What this task involves
Search the entries for the string "instrument" and give the number of lines that hold it, nothing more.

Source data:
-------

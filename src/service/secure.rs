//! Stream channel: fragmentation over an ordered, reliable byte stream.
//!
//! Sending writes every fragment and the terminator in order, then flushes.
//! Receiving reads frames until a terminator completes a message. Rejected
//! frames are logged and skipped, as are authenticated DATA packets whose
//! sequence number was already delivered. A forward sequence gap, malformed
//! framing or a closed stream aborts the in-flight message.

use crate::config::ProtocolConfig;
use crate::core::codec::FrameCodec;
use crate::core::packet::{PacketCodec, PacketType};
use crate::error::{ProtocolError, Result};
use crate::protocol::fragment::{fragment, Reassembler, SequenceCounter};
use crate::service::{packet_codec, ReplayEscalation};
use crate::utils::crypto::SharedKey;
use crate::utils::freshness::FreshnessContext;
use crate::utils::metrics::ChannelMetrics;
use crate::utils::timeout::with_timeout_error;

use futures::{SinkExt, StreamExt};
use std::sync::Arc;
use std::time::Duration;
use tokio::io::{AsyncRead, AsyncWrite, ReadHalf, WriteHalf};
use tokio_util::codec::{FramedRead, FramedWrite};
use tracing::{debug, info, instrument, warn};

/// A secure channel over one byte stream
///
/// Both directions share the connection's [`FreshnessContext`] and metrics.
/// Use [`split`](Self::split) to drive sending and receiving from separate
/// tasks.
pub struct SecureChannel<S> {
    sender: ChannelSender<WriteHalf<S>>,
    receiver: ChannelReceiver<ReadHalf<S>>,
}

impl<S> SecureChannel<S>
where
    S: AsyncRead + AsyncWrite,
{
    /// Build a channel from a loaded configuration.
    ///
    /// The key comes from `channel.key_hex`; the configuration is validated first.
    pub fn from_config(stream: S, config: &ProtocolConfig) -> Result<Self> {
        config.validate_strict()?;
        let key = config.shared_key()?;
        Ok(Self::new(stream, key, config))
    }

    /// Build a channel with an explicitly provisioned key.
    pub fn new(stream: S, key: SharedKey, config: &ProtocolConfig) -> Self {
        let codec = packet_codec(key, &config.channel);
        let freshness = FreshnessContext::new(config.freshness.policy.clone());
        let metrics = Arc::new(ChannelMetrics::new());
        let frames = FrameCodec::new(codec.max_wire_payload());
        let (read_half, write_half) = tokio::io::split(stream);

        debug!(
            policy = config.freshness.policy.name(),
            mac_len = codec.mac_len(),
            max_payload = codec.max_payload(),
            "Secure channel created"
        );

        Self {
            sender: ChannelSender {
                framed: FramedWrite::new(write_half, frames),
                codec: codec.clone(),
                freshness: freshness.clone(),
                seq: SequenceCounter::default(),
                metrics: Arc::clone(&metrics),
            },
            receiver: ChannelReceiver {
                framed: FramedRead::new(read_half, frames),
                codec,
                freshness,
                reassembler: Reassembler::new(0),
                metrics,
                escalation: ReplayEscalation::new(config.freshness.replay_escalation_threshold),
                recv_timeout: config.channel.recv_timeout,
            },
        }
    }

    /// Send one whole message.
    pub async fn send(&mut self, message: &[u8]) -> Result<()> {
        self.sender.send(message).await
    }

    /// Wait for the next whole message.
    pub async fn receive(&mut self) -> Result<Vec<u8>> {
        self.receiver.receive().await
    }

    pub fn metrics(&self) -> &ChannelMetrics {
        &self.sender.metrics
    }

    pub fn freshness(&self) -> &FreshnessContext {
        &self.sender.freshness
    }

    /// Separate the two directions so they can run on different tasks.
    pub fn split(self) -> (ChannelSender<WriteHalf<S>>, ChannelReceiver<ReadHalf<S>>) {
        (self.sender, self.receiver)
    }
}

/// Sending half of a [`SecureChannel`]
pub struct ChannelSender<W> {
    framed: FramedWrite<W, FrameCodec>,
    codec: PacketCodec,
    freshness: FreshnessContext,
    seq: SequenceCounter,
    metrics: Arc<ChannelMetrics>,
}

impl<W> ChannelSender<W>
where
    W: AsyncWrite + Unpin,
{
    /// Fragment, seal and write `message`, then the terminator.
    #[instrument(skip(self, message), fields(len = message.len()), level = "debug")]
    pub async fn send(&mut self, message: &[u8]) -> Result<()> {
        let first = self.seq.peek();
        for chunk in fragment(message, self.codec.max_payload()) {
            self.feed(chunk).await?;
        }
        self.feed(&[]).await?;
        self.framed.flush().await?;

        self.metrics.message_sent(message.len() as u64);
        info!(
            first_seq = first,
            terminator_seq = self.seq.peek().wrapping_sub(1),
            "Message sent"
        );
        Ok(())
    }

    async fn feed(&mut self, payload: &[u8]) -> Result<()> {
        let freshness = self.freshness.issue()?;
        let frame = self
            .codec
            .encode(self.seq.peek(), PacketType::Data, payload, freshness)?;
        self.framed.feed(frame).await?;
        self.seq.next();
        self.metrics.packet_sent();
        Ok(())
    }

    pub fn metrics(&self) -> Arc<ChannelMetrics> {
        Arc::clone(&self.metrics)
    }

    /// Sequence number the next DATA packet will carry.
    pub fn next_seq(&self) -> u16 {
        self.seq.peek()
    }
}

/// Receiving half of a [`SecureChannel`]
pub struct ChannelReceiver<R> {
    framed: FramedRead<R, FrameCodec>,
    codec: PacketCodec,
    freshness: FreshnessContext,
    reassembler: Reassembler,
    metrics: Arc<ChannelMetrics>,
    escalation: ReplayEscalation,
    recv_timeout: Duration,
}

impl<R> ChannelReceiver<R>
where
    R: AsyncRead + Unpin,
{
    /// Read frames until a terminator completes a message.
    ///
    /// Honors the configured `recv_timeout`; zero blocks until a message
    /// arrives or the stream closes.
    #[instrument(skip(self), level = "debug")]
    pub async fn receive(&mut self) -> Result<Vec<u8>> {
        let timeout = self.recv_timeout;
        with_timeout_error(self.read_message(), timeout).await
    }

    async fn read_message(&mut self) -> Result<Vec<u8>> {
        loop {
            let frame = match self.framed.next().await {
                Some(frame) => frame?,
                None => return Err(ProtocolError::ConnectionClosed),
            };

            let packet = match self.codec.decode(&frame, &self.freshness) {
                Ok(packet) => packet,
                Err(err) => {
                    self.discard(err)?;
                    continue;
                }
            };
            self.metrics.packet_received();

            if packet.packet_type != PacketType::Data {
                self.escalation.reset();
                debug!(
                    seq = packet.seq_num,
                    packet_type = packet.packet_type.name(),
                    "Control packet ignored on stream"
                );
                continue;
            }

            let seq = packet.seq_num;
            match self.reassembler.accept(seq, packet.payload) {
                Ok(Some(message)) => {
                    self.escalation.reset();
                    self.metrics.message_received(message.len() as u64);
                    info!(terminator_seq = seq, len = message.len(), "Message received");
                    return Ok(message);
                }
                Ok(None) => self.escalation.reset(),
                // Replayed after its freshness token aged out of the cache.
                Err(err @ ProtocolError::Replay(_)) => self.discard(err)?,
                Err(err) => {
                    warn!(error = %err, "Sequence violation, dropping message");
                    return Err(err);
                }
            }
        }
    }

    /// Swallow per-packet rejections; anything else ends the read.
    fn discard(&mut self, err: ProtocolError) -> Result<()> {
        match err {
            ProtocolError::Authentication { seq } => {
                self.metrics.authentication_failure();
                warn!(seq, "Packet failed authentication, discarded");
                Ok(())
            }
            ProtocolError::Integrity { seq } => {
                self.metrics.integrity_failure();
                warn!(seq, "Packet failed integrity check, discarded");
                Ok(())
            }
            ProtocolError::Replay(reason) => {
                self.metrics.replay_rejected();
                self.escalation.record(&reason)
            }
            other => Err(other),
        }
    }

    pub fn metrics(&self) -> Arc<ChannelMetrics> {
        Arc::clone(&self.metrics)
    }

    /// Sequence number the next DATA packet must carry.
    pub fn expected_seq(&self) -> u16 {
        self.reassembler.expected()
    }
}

-------

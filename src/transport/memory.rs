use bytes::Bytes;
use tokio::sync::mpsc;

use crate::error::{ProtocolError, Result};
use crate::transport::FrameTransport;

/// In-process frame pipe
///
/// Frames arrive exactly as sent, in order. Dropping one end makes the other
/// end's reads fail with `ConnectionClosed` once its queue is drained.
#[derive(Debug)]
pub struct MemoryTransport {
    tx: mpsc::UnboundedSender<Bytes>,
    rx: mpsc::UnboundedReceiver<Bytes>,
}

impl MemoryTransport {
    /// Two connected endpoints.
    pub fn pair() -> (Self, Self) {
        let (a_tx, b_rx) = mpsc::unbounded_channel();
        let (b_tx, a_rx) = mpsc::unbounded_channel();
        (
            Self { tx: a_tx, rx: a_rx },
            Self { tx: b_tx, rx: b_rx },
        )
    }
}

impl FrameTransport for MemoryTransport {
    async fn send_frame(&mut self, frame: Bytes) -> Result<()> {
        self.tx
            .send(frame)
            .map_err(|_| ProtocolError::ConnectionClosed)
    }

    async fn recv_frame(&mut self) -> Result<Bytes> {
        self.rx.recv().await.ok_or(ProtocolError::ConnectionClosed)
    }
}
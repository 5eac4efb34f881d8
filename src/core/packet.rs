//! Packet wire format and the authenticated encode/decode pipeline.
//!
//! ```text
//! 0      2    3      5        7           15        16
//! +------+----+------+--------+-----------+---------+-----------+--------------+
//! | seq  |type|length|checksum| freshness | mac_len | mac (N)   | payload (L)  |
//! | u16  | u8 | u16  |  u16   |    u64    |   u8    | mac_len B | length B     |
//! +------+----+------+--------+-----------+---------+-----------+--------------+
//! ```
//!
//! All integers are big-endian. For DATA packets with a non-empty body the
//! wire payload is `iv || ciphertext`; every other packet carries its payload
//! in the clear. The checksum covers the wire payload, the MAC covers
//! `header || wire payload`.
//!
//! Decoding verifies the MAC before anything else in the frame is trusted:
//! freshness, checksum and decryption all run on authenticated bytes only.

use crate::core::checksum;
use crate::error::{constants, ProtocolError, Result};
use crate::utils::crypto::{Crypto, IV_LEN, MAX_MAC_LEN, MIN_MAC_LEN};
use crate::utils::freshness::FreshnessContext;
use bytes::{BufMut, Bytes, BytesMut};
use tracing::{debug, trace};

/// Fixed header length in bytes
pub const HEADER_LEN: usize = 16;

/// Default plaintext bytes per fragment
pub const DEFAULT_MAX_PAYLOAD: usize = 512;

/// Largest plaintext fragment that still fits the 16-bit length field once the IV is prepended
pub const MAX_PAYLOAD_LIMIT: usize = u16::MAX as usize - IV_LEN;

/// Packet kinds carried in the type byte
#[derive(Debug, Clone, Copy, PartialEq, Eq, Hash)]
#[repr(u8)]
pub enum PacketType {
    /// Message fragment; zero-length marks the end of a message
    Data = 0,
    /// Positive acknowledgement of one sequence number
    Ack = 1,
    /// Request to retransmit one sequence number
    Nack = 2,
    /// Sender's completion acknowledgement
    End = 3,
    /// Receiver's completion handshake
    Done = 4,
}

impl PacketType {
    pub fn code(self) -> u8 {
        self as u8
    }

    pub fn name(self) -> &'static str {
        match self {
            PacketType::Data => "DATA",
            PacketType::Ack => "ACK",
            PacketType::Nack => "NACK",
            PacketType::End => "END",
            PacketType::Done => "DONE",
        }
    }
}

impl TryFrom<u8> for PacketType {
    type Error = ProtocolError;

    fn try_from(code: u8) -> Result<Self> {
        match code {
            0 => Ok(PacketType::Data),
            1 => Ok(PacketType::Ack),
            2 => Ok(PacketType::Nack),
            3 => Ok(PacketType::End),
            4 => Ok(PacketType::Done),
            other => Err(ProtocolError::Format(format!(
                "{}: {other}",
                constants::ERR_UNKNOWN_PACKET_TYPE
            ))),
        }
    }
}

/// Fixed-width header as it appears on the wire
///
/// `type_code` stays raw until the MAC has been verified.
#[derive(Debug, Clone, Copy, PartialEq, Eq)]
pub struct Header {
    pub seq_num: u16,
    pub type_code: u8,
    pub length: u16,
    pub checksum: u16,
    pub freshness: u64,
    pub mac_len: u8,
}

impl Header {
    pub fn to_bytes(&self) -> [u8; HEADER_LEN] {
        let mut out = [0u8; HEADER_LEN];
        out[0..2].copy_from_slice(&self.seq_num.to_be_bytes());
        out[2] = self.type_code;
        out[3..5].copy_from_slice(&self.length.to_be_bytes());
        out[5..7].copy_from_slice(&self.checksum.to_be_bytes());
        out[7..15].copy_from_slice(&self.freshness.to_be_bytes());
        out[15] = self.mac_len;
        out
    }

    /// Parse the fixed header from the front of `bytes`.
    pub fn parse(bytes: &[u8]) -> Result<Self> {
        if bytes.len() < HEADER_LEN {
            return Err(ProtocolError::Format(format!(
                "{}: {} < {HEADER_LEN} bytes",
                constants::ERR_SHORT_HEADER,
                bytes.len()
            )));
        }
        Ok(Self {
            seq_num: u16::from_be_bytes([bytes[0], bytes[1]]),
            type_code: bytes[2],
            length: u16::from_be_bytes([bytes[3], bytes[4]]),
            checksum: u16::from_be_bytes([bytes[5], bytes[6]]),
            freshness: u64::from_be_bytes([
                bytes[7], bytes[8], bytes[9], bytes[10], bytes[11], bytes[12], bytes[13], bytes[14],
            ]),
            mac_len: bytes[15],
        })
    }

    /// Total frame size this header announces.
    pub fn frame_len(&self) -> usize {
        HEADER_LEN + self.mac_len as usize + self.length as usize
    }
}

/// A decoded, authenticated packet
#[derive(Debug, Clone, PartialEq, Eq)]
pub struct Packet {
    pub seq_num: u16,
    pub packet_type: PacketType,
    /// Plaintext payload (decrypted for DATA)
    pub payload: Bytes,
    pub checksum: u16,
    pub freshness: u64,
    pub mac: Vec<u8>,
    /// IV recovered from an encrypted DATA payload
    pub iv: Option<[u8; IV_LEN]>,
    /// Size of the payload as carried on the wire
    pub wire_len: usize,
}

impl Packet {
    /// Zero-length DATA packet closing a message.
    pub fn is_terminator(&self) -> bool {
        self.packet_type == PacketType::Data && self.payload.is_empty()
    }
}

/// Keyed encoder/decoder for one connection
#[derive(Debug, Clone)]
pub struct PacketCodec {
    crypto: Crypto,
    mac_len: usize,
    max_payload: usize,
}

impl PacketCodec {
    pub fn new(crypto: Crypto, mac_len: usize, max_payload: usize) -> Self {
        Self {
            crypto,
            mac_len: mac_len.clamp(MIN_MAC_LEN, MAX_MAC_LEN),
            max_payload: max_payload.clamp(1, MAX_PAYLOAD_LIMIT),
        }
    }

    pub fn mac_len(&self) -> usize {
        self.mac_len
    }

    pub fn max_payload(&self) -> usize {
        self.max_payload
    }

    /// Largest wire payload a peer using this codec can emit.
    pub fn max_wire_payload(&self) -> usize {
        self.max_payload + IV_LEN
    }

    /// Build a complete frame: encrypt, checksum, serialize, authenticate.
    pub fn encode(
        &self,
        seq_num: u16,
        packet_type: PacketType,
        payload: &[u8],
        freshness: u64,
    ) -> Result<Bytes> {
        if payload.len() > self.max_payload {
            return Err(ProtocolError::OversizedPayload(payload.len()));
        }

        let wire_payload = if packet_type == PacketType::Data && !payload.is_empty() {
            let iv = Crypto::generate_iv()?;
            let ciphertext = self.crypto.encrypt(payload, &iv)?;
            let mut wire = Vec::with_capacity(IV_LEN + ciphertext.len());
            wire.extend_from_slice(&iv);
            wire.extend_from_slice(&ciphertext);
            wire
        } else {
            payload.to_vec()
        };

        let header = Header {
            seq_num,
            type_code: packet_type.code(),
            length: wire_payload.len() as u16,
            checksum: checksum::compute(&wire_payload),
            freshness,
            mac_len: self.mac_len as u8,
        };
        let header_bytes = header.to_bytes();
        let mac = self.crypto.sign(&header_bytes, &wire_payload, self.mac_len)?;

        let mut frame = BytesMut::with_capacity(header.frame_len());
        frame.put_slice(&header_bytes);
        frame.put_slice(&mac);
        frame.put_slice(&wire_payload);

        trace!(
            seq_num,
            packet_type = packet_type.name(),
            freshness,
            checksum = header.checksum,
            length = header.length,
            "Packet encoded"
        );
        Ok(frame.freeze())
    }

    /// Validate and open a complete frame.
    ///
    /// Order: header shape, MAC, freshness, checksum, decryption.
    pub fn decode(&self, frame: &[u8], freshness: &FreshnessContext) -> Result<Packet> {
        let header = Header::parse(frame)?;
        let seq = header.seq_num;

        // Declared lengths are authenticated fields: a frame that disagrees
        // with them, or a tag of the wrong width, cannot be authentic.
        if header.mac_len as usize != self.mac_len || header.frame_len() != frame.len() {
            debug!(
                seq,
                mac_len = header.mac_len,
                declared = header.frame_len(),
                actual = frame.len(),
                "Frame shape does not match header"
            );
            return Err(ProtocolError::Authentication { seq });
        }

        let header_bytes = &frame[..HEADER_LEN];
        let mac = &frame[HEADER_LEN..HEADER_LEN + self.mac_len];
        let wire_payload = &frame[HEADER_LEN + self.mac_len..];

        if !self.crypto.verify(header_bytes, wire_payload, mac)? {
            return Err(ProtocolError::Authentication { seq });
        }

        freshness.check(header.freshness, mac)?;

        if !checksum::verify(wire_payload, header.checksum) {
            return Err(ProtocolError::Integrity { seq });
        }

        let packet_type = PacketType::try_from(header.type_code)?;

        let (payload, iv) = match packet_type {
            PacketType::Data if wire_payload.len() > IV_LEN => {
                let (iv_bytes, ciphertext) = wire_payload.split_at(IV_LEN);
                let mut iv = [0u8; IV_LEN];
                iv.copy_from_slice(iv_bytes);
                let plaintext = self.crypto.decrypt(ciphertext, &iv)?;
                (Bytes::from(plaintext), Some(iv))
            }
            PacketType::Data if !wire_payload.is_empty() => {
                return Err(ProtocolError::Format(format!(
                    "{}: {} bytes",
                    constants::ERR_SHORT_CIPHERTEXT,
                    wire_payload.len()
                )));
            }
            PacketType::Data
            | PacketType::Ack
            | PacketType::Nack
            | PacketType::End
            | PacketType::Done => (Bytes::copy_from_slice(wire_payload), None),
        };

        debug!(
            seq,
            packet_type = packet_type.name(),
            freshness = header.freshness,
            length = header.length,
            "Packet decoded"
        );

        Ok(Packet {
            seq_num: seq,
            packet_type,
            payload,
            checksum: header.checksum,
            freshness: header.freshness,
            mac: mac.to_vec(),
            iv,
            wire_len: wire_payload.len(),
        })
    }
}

-------

Response for this exercise
3